━━━ Material supplied

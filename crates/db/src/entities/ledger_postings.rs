//! `SeaORM` Entity for ledger_postings table.

use sea_orm::entity::prelude::*;
use serde::{Deserialize, Serialize};

use super::sea_orm_active_enums::PostingDirection;

#[derive(Clone, Debug, PartialEq, DeriveEntityModel, Eq, Serialize, Deserialize)]
#[sea_orm(table_name = "ledger_postings")]
pub struct Model {
    #[sea_orm(primary_key, auto_increment = false)]
    pub id: Uuid,
    pub entry_id: Uuid,
    pub account_id: Uuid,
    /// Order of the posting within its entry.
    pub position: i32,
    pub direction: PostingDirection,
    #[sea_orm(column_type = "Decimal(Some((19, 2)))")]
    pub amount: Decimal,
    #[sea_orm(column_type = "Text")]
    pub description: String,
}

#[derive(Copy, Clone, Debug, EnumIter, DeriveRelation)]
pub enum Relation {
    #[sea_orm(
        belongs_to = "super::ledger_entries::Entity",
        from = "Column::EntryId",
        to = "super::ledger_entries::Column::Id"
    )]
    LedgerEntries,
    #[sea_orm(
        belongs_to = "super::accounts::Entity",
        from = "Column::AccountId",
        to = "super::accounts::Column::Id"
    )]
    Accounts,
}

impl Related<super::ledger_entries::Entity> for Entity {
    fn to() -> RelationDef {
        Relation::LedgerEntries.def()
    }
}

impl Related<super::accounts::Entity> for Entity {
    fn to() -> RelationDef {
        Relation::Accounts.def()
    }
}

impl ActiveModelBehavior for ActiveModel {}
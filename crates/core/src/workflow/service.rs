//! Workflow service for entry state transitions.
//!
//! This module implements the pure state machine. Persistence applies the
//! returned action with a compare-and-swap on `expected_status`, so the
//! check made here is repeated atomically at commit time.

use chrono::Utc;
use snel_shared::types::UserId;

use crate::workflow::error::WorkflowError;
use crate::workflow::types::{EntryStatus, WorkflowAction};

/// Stateless service for managing entry workflow transitions.
///
/// All methods are associated functions that validate a transition and
/// return the `WorkflowAction` carrying its audit trail.
pub struct WorkflowService;

impl WorkflowService {
    /// Approve a pending entry.
    ///
    /// # Returns
    /// * `Ok(WorkflowAction::Approve)` if the entry is pending
    /// * `Err(WorkflowError::InvalidTransition)` otherwise
    pub fn approve(
        current_status: EntryStatus,
        approved_by: UserId,
    ) -> Result<WorkflowAction, WorkflowError> {
        match current_status {
            EntryStatus::Pending => Ok(WorkflowAction::Approve {
                expected: EntryStatus::Pending,
                new_status: EntryStatus::Posted,
                approved_by,
                approved_at: Utc::now(),
            }),
            _ => Err(WorkflowError::InvalidTransition {
                from: current_status,
                to: EntryStatus::Posted,
            }),
        }
    }

    /// Decline a pending entry.
    ///
    /// # Returns
    /// * `Ok(WorkflowAction::Decline)` if the entry is pending
    /// * `Err(WorkflowError::InvalidTransition)` otherwise
    pub fn decline(
        current_status: EntryStatus,
        declined_by: UserId,
    ) -> Result<WorkflowAction, WorkflowError> {
        match current_status {
            EntryStatus::Pending => Ok(WorkflowAction::Decline {
                expected: EntryStatus::Pending,
                new_status: EntryStatus::Declined,
                declined_by,
                declined_at: Utc::now(),
            }),
            _ => Err(WorkflowError::InvalidTransition {
                from: current_status,
                to: EntryStatus::Declined,
            }),
        }
    }

    /// Reverse a posted entry.
    ///
    /// # Returns
    /// * `Ok(WorkflowAction::Reverse)` if the entry is posted
    /// * `Err(WorkflowError::InvalidTransition)` if not in Posted status
    /// * `Err(WorkflowError::ReversalReasonRequired)` if reason is empty
    pub fn reverse(
        current_status: EntryStatus,
        reversed_by: UserId,
        reason: String,
    ) -> Result<WorkflowAction, WorkflowError> {
        if reason.trim().is_empty() {
            return Err(WorkflowError::ReversalReasonRequired);
        }

        match current_status {
            EntryStatus::Posted => Ok(WorkflowAction::Reverse {
                expected: EntryStatus::Posted,
                new_status: EntryStatus::Reversed,
                reversed_by,
                reversed_at: Utc::now(),
                reason,
            }),
            _ => Err(WorkflowError::InvalidTransition {
                from: current_status,
                to: EntryStatus::Reversed,
            }),
        }
    }

    /// Check if a status transition is valid.
    ///
    /// Valid transitions:
    /// - Pending → Posted (approve)
    /// - Pending → Declined (decline)
    /// - Posted → Reversed (reverse)
    #[must_use]
    pub fn is_valid_transition(from: EntryStatus, to: EntryStatus) -> bool {
        matches!(
            (from, to),
            (EntryStatus::Pending, EntryStatus::Posted | EntryStatus::Declined)
                | (EntryStatus::Posted, EntryStatus::Reversed)
        )
    }
}
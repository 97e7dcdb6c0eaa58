//! Business rule validation for proposed entries.
//!
//! Validation is pure: account state comes in through a lookup closure and
//! nothing is written. A posting set either passes as a whole or the first
//! violated rule is reported.

use rust_decimal::Decimal;
use snel_shared::types::{AccountId, CurrencyCode, FIAT_SCALE, fits_scale};

use crate::ledger::account::{Account, AccountStatus};
use crate::ledger::entry::{Direction, EntryType, Initiator, LedgerEntry, NewEntry};
use crate::ledger::error::LedgerError;
use crate::ledger::policy::LedgerPolicy;

/// Information about an account needed for validation.
#[derive(Debug, Clone, PartialEq, Eq)]
pub struct AccountInfo {
    /// The account ID.
    pub id: AccountId,
    /// The account's currency.
    pub currency: CurrencyCode,
    /// Lifecycle status.
    pub status: AccountStatus,
}

impl From<&Account> for AccountInfo {
    fn from(account: &Account) -> Self {
        Self {
            id: account.id,
            currency: account.currency.clone(),
            status: account.status,
        }
    }
}

/// Totals of a posting set that passed validation.
#[derive(Debug, Clone, Copy, PartialEq, Eq)]
pub struct ValidatedPostings {
    /// Sum of debit legs.
    pub total_debit: Decimal,
    /// Sum of credit legs, equal to `total_debit`.
    pub total_credit: Decimal,
    /// Set when a frozen account was accepted through the policy bypass.
    pub bypassed_frozen: bool,
}

/// Stateless posting set validator.
pub struct PostingValidator;

impl PostingValidator {
    /// Validate a proposed entry.
    ///
    /// Rules are checked in this order:
    /// 1. At least 2 postings
    /// 2. Every amount strictly positive
    /// 3. No amount beyond 2 decimal places (never rounded)
    /// 4. Both sides present and debits equal credits
    /// 5. Every account exists
    /// 6. Every account is in the entry currency
    /// 7. No frozen account, unless the policy grants the bypass
    ///
    /// # Errors
    ///
    /// Returns the `LedgerError` of the first violated rule.
    pub fn validate<A>(
        entry: &NewEntry,
        account_lookup: A,
        policy: &LedgerPolicy,
    ) -> Result<ValidatedPostings, LedgerError>
    where
        A: Fn(AccountId) -> Option<AccountInfo>,
    {
        if entry.postings.len() < 2 {
            return Err(LedgerError::EmptyPostings {
                count: entry.postings.len(),
            });
        }

        for posting in &entry.postings {
            if posting.amount <= Decimal::ZERO {
                return Err(LedgerError::InvalidAmount {
                    amount: posting.amount,
                });
            }
            if !fits_scale(posting.amount, FIAT_SCALE) {
                return Err(LedgerError::PrecisionExceeded {
                    amount: posting.amount,
                    scale: FIAT_SCALE,
                });
            }
        }

        let (total_debit, total_credit) = Self::totals(entry);
        let has_both_sides = entry.postings.iter().any(|p| p.direction == Direction::Debit)
            && entry.postings.iter().any(|p| p.direction == Direction::Credit);
        if !has_both_sides || total_debit != total_credit {
            return Err(LedgerError::UnbalancedPostings {
                debit: total_debit,
                credit: total_credit,
            });
        }

        let bypassed_frozen = Self::check_accounts(
            entry.postings.iter().map(|p| p.account_id),
            &entry.currency,
            entry.initiator,
            entry.entry_type(),
            account_lookup,
            policy,
        )?;

        Ok(ValidatedPostings {
            total_debit,
            total_credit,
            bypassed_frozen,
        })
    }

    /// Re-run the account rules (5 to 7) for an entry about to be written.
    ///
    /// Stores call this inside the write with the accounts as they stand
    /// there, so a freeze that committed after `validate` still rejects the
    /// entry. Returns whether the frozen bypass was used.
    ///
    /// # Errors
    ///
    /// `AccountNotFound`, `CurrencyMismatch` or `AccountFrozen`.
    pub fn revalidate_accounts<A>(
        entry: &LedgerEntry,
        account_lookup: A,
        policy: &LedgerPolicy,
    ) -> Result<bool, LedgerError>
    where
        A: Fn(AccountId) -> Option<AccountInfo>,
    {
        Self::check_accounts(
            entry.postings.iter().map(|p| p.account_id),
            &entry.currency,
            entry.initiator(),
            entry.entry_type(),
            account_lookup,
            policy,
        )
    }

    fn check_accounts<A>(
        account_ids: impl Iterator<Item = AccountId>,
        currency: &CurrencyCode,
        initiator: Initiator,
        entry_type: EntryType,
        account_lookup: A,
        policy: &LedgerPolicy,
    ) -> Result<bool, LedgerError>
    where
        A: Fn(AccountId) -> Option<AccountInfo>,
    {
        let mut bypassed_frozen = false;
        for account_id in account_ids {
            let info = account_lookup(account_id).ok_or(LedgerError::AccountNotFound(account_id))?;

            if info.currency != *currency {
                return Err(LedgerError::CurrencyMismatch {
                    account_id: info.id,
                    account_currency: info.currency,
                    entry_currency: currency.clone(),
                });
            }

            if info.status == AccountStatus::Frozen {
                if !policy.may_bypass_frozen(initiator, entry_type) {
                    return Err(LedgerError::AccountFrozen {
                        account_id: info.id,
                        entry_type,
                    });
                }
                bypassed_frozen = true;
            }
        }
        Ok(bypassed_frozen)
    }

    /// Sum the debit and credit legs of an entry.
    #[must_use]
    pub fn totals(entry: &NewEntry) -> (Decimal, Decimal) {
        entry.postings.iter().fold(
            (Decimal::ZERO, Decimal::ZERO),
            |(debit, credit), p| match p.direction {
                Direction::Debit => (debit + p.amount, credit),
                Direction::Credit => (debit, credit + p.amount),
            },
        )
    }
}
//! Pagination types for feed and listing queries.

use serde::{Deserialize, Serialize};

/// Upper bound on the page size a caller may request.
pub const MAX_PER_PAGE: u32 = 500;

/// Request parameters for paginated queries.
#[derive(Debug, Clone, Copy, PartialEq, Eq, Serialize, Deserialize)]
pub struct PageRequest {
    /// Page number (1-indexed).
    #[serde(default = "default_page")]
    pub page: u32,
    /// Number of items per page.
    #[serde(default = "default_per_page")]
    pub per_page: u32,
}

fn default_page() -> u32 {
    1
}

fn default_per_page() -> u32 {
    25
}

impl Default for PageRequest {
    fn default() -> Self {
        Self {
            page: default_page(),
            per_page: default_per_page(),
        }
    }
}

impl PageRequest {
    /// Creates a page request, clamping both values into their valid range.
    #[must_use]
    pub fn new(page: u32, per_page: u32) -> Self {
        Self {
            page: page.max(1),
            per_page: per_page.clamp(1, MAX_PER_PAGE),
        }
    }

    /// Calculates the offset for database queries.
    #[must_use]
    pub fn offset(&self) -> u64 {
        u64::from(self.page.max(1) - 1) * self.limit()
    }

    /// Returns the limit for database queries.
    #[must_use]
    pub fn limit(&self) -> u64 {
        u64::from(self.per_page.clamp(1, MAX_PER_PAGE))
    }
}

/// Response wrapper for paginated data.
#[derive(Debug, Clone, Serialize, Deserialize)]
pub struct PageResponse<T> {
    /// The items in the current page.
    pub data: Vec<T>,
    /// Pagination metadata.
    pub meta: PageMeta,
}

/// Pagination metadata.
#[derive(Debug, Clone, Copy, PartialEq, Eq, Serialize, Deserialize)]
pub struct PageMeta {
    /// Current page number.
    pub page: u32,
    /// Items per page.
    pub per_page: u32,
    /// Total number of items across all pages.
    pub total: u64,
    /// Total number of pages.
    pub total_pages: u64,
}

impl<T> PageResponse<T> {
    /// Creates a new paginated response.
    #[must_use]
    pub fn new(data: Vec<T>, request: PageRequest, total: u64) -> Self {
        let per_page = request.limit();
        let total_pages = if total == 0 {
            1
        } else {
            total.div_ceil(per_page)
        };

        Self {
            data,
            meta: PageMeta {
                page: request.page.max(1),
                per_page: request.per_page.clamp(1, MAX_PER_PAGE),
                total,
                total_pages,
            },
        }
    }

    /// Maps the items while keeping the metadata.
    #[must_use]
    pub fn map<U>(self, f: impl FnMut(T) -> U) -> PageResponse<U> {
        PageResponse {
            data: self.data.into_iter().map(f).collect(),
            meta: self.meta,
        }
    }
}
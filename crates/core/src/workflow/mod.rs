//! Entry lifecycle management.
//!
//! This module implements the entry state machine and the construction
//! of corrective entries for reversals.
//!
//! # Modules
//!
//! - `types` - Workflow domain types (EntryStatus, WorkflowAction)
//! - `error` - Workflow-specific error types
//! - `service` - State transition logic
//! - `reversal` - Reversing entry creation

pub mod error;
pub mod reversal;
pub mod service;
pub mod types;

#[cfg(test)]
mod reversal_props;
#[cfg(test)]
mod service_props;

pub use error::WorkflowError;
pub use reversal::ReversalService;
pub use service::WorkflowService;
pub use types::{EntryStatus, WorkflowAction};
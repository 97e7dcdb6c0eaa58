//! Application-wide error types.

use thiserror::Error;

/// Result type alias using `AppError`.
pub type AppResult<T> = Result<T, AppError>;

/// Application error types.
///
/// Domain errors (for example the ledger's) convert into this type at the
/// boundary where an operator or admin tool reports them.
#[derive(Debug, Error)]
pub enum AppError {
    /// Resource not found.
    #[error("Not found: {0}")]
    NotFound(String),

    /// Validation error.
    #[error("Validation error: {0}")]
    Validation(String),

    /// Business rule violation.
    #[error("Business rule violation: {0}")]
    BusinessRule(String),

    /// Conflict (e.g., duplicate record or lost state race).
    #[error("Conflict: {0}")]
    Conflict(String),

    /// Configuration error.
    #[error("Configuration error: {0}")]
    Configuration(String),

    /// Database error.
    #[error("Database error: {0}")]
    Database(String),

    /// Internal error.
    #[error("Internal error: {0}")]
    Internal(String),
}

impl AppError {
    /// Returns the HTTP-equivalent status code for this error.
    #[must_use]
    pub const fn status_code(&self) -> u16 {
        match self {
            Self::NotFound(_) => 404,
            Self::Validation(_) => 400,
            Self::BusinessRule(_) => 422,
            Self::Conflict(_) => 409,
            Self::Configuration(_) | Self::Database(_) | Self::Internal(_) => 500,
        }
    }

    /// Returns the machine readable error code.
    #[must_use]
    pub const fn error_code(&self) -> &'static str {
        match self {
            Self::NotFound(_) => "NOT_FOUND",
            Self::Validation(_) => "VALIDATION_ERROR",
            Self::BusinessRule(_) => "BUSINESS_RULE_VIOLATION",
            Self::Conflict(_) => "CONFLICT",
            Self::Configuration(_) => "CONFIGURATION_ERROR",
            Self::Database(_) => "DATABASE_ERROR",
            Self::Internal(_) => "INTERNAL_ERROR",
        }
    }

    /// Returns true for client-side errors (4xx).
    #[must_use]
    pub const fn is_client_error(&self) -> bool {
        let code = self.status_code();
        code >= 400 && code < 500
    }
}

impl From<config::ConfigError> for AppError {
    fn from(err: config::ConfigError) -> Self {
        Self::Configuration(err.to_string())
    }
}

#[cfg(test)]
mod tests {
    use super::*;
    use rstest::rstest;

    #[rstest]
    #[case(AppError::NotFound(String::new()), 404, "NOT_FOUND")]
    #[case(AppError::Validation(String::new()), 400, "VALIDATION_ERROR")]
    #[case(AppError::BusinessRule(String::new()), 422, "BUSINESS_RULE_VIOLATION")]
    #[case(AppError::Conflict(String::new()), 409, "CONFLICT")]
    #[case(AppError::Configuration(String::new()), 500, "CONFIGURATION_ERROR")]
    #[case(AppError::Database(String::new()), 500, "DATABASE_ERROR")]
    #[case(AppError::Internal(String::new()), 500, "INTERNAL_ERROR")]
    fn test_status_and_code(#[case] err: AppError, #[case] status: u16, #[case] code: &str) {
        assert_eq!(err.status_code(), status);
        assert_eq!(err.error_code(), code);
    }

    #[test]
    fn test_client_errors() {
        assert!(AppError::Conflict("x".into()).is_client_error());
        assert!(AppError::Validation("x".into()).is_client_error());
        assert!(!AppError::Database("x".into()).is_client_error());
    }

    #[test]
    fn test_error_display() {
        assert_eq!(AppError::NotFound("msg".into()).to_string(), "Not found: msg");
        assert_eq!(
            AppError::Conflict("msg".into()).to_string(),
            "Conflict: msg"
        );
        assert_eq!(
            AppError::Configuration("msg".into()).to_string(),
            "Configuration error: msg"
        );
    }
}
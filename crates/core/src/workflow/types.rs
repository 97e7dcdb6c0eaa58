//! Workflow domain types for the entry lifecycle.
//!
//! This module defines the status an entry moves through and the
//! actions that move it, with the audit data each action records.

use chrono::{DateTime, Utc};
use serde::{Deserialize, Serialize};
use snel_shared::types::UserId;
use std::fmt;

/// Entry status in the approval workflow.
///
/// The valid transitions are:
/// - Pending → Posted (approve)
/// - Pending → Declined (decline)
/// - Posted → Reversed (reverse, through a corrective entry)
#[derive(Debug, Clone, Copy, PartialEq, Eq, Hash, Serialize, Deserialize)]
#[serde(rename_all = "SCREAMING_SNAKE_CASE")]
pub enum EntryStatus {
    /// Awaiting approval; postings do not count toward balances.
    Pending,
    /// Approved; postings count toward balances.
    Posted,
    /// Rejected; postings never count.
    Declined,
    /// Negated by a corrective entry.
    Reversed,
}

impl EntryStatus {
    /// Returns the string representation of the status.
    #[must_use]
    pub fn as_str(&self) -> &'static str {
        match self {
            Self::Pending => "PENDING",
            Self::Posted => "POSTED",
            Self::Declined => "DECLINED",
            Self::Reversed => "REVERSED",
        }
    }

    /// Parses a status from a string. `APPROVED` is read as `POSTED`.
    pub fn parse(s: &str) -> Option<Self> {
        match s.trim().to_ascii_uppercase().as_str() {
            "PENDING" => Some(Self::Pending),
            "POSTED" | "APPROVED" => Some(Self::Posted),
            "DECLINED" => Some(Self::Declined),
            "REVERSED" => Some(Self::Reversed),
            _ => None,
        }
    }

    /// Returns true if no further transition is possible.
    #[must_use]
    pub fn is_terminal(&self) -> bool {
        matches!(self, Self::Declined | Self::Reversed)
    }

    /// Returns true if the entry's postings have been committed to balances.
    ///
    /// A reversed entry stays committed; its corrective entry offsets it.
    #[must_use]
    pub fn counts_toward_balance(&self) -> bool {
        matches!(self, Self::Posted | Self::Reversed)
    }
}

impl fmt::Display for EntryStatus {
    fn fmt(&self, f: &mut fmt::Formatter<'_>) -> fmt::Result {
        f.write_str(self.as_str())
    }
}

/// Workflow action representing a state transition with audit data.
#[derive(Debug, Clone, PartialEq, Eq)]
pub enum WorkflowAction {
    /// Approve a pending entry.
    Approve {
        /// Status the entry must still have when the action is applied.
        expected: EntryStatus,
        /// The new status after approval.
        new_status: EntryStatus,
        /// The user who approved the entry.
        approved_by: UserId,
        /// When the entry was approved.
        approved_at: DateTime<Utc>,
    },
    /// Decline a pending entry.
    Decline {
        /// Status the entry must still have when the action is applied.
        expected: EntryStatus,
        /// The new status after declining.
        new_status: EntryStatus,
        /// The user who declined the entry.
        declined_by: UserId,
        /// When the entry was declined.
        declined_at: DateTime<Utc>,
    },
    /// Reverse a posted entry.
    Reverse {
        /// Status the entry must still have when the action is applied.
        expected: EntryStatus,
        /// The new status after reversal.
        new_status: EntryStatus,
        /// The user who reversed the entry.
        reversed_by: UserId,
        /// When the entry was reversed.
        reversed_at: DateTime<Utc>,
        /// The reason for the reversal.
        reason: String,
    },
}

impl WorkflowAction {
    /// Returns the status the entry must be in for the action to apply.
    #[must_use]
    pub fn expected_status(&self) -> EntryStatus {
        match self {
            Self::Approve { expected, .. }
            | Self::Decline { expected, .. }
            | Self::Reverse { expected, .. } => *expected,
        }
    }

    /// Returns the new status resulting from this action.
    #[must_use]
    pub fn new_status(&self) -> EntryStatus {
        match self {
            Self::Approve { new_status, .. }
            | Self::Decline { new_status, .. }
            | Self::Reverse { new_status, .. } => *new_status,
        }
    }

    /// Returns the acting user.
    #[must_use]
    pub fn actor(&self) -> UserId {
        match self {
            Self::Approve { approved_by, .. } => *approved_by,
            Self::Decline { declined_by, .. } => *declined_by,
            Self::Reverse { reversed_by, .. } => *reversed_by,
        }
    }

    /// Returns when the action happened.
    #[must_use]
    pub fn acted_at(&self) -> DateTime<Utc> {
        match self {
            Self::Approve { approved_at, .. } => *approved_at,
            Self::Decline { declined_at, .. } => *declined_at,
            Self::Reverse { reversed_at, .. } => *reversed_at,
        }
    }
}

#[cfg(test)]
mod tests {
    use super::*;

    #[test]
    fn test_status_as_str() {
        assert_eq!(EntryStatus::Pending.as_str(), "PENDING");
        assert_eq!(EntryStatus::Posted.as_str(), "POSTED");
        assert_eq!(EntryStatus::Declined.as_str(), "DECLINED");
        assert_eq!(EntryStatus::Reversed.as_str(), "REVERSED");
    }

    #[test]
    fn test_status_parse() {
        assert_eq!(EntryStatus::parse("pending"), Some(EntryStatus::Pending));
        assert_eq!(EntryStatus::parse("APPROVED"), Some(EntryStatus::Posted));
        assert_eq!(EntryStatus::parse("Posted"), Some(EntryStatus::Posted));
        assert_eq!(EntryStatus::parse("draft"), None);
    }

    #[test]
    fn test_terminal_states() {
        assert!(!EntryStatus::Pending.is_terminal());
        assert!(!EntryStatus::Posted.is_terminal());
        assert!(EntryStatus::Declined.is_terminal());
        assert!(EntryStatus::Reversed.is_terminal());
    }

    #[test]
    fn test_balance_counting_states() {
        assert!(!EntryStatus::Pending.counts_toward_balance());
        assert!(EntryStatus::Posted.counts_toward_balance());
        assert!(!EntryStatus::Declined.counts_toward_balance());
        assert!(EntryStatus::Reversed.counts_toward_balance());
    }

    #[test]
    fn test_status_display() {
        assert_eq!(EntryStatus::Declined.to_string(), "DECLINED");
    }
}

━━━━━━

Problem statement: Every line that includes "through" must be copied from the material above.

Result for this exercise:
//! Validation is pure: account state comes in through a lookup closure and
    /// Set when a frozen account was accepted through the policy bypass.
//! This module defines the status an entry moves through and the
/// - Posted → Reversed (reverse, through a corrective entry)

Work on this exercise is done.